Work required:
Copies of all lines containing the string "usize" are needed from the data below.

[Saved data entries]
################

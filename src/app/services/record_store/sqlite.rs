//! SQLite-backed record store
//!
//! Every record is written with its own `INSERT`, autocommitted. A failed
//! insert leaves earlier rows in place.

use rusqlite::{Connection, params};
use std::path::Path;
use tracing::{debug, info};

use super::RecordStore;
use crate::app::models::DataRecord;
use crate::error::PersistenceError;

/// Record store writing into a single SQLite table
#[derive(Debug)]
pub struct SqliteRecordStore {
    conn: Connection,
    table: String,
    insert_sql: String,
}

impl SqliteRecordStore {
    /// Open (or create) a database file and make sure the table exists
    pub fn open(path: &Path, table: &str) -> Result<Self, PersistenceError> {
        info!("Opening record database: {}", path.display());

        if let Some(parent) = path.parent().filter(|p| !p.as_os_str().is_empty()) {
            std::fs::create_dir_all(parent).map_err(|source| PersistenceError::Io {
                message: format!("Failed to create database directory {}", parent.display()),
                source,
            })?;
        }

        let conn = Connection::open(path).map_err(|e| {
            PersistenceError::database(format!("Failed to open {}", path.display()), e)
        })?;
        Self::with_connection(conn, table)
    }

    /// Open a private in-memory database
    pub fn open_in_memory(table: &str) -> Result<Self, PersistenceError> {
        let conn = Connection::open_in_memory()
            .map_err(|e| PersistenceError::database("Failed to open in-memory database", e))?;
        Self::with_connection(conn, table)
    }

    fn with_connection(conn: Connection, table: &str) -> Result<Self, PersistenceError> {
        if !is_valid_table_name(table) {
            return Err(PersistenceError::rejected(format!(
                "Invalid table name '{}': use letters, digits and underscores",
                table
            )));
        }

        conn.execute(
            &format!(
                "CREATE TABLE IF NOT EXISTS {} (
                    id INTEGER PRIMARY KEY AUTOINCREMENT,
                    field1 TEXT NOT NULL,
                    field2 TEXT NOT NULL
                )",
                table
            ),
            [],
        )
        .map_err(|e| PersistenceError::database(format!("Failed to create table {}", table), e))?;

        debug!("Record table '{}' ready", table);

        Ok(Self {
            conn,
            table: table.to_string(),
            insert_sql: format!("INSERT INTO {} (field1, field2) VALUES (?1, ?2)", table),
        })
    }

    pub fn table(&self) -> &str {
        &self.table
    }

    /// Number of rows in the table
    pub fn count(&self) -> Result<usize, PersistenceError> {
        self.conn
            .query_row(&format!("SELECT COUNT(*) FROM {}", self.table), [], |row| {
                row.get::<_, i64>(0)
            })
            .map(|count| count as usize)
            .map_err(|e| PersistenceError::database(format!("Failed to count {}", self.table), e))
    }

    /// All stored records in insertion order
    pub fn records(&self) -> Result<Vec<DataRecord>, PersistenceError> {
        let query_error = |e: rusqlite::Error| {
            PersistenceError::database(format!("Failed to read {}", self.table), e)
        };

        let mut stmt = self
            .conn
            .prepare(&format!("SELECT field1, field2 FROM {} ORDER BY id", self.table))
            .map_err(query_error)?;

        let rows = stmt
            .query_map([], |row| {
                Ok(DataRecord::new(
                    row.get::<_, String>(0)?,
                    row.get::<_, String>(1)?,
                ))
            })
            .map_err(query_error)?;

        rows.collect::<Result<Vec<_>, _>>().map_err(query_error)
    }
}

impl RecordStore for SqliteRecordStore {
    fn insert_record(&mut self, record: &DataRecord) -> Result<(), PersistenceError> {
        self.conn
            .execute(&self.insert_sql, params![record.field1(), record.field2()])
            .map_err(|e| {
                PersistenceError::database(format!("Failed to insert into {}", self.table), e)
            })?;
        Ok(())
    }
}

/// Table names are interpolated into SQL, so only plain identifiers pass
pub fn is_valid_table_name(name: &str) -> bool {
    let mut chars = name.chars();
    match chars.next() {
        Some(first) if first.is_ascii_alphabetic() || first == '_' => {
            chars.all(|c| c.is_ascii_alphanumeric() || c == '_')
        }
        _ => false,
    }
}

################

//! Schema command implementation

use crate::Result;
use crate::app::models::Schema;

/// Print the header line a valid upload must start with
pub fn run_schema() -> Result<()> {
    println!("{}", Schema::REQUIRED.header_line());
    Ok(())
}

################

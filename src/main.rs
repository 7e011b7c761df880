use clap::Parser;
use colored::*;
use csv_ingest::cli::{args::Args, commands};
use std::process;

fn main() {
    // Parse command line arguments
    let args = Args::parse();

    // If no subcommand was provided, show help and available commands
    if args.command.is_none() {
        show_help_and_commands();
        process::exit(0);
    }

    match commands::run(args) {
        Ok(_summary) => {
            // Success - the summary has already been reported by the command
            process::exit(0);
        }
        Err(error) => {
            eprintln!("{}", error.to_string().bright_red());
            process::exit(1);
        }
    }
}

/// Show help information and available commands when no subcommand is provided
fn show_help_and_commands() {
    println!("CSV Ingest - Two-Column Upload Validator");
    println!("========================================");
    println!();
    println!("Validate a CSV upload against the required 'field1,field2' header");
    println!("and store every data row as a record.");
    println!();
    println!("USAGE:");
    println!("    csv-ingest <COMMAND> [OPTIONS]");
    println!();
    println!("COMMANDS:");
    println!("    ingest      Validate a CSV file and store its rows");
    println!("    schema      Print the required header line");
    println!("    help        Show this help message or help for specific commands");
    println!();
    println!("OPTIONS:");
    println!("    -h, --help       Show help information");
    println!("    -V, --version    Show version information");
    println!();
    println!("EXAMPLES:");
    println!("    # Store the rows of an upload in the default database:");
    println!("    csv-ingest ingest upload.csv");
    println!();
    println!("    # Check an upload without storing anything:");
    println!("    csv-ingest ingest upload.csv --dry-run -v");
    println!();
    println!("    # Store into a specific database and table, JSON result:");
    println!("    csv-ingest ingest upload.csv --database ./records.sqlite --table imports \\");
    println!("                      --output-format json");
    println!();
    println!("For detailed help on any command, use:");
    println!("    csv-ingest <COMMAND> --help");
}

################

Response to the task:
    pub fn count(&self) -> Result<usize, PersistenceError> {
            .map(|count| count as usize)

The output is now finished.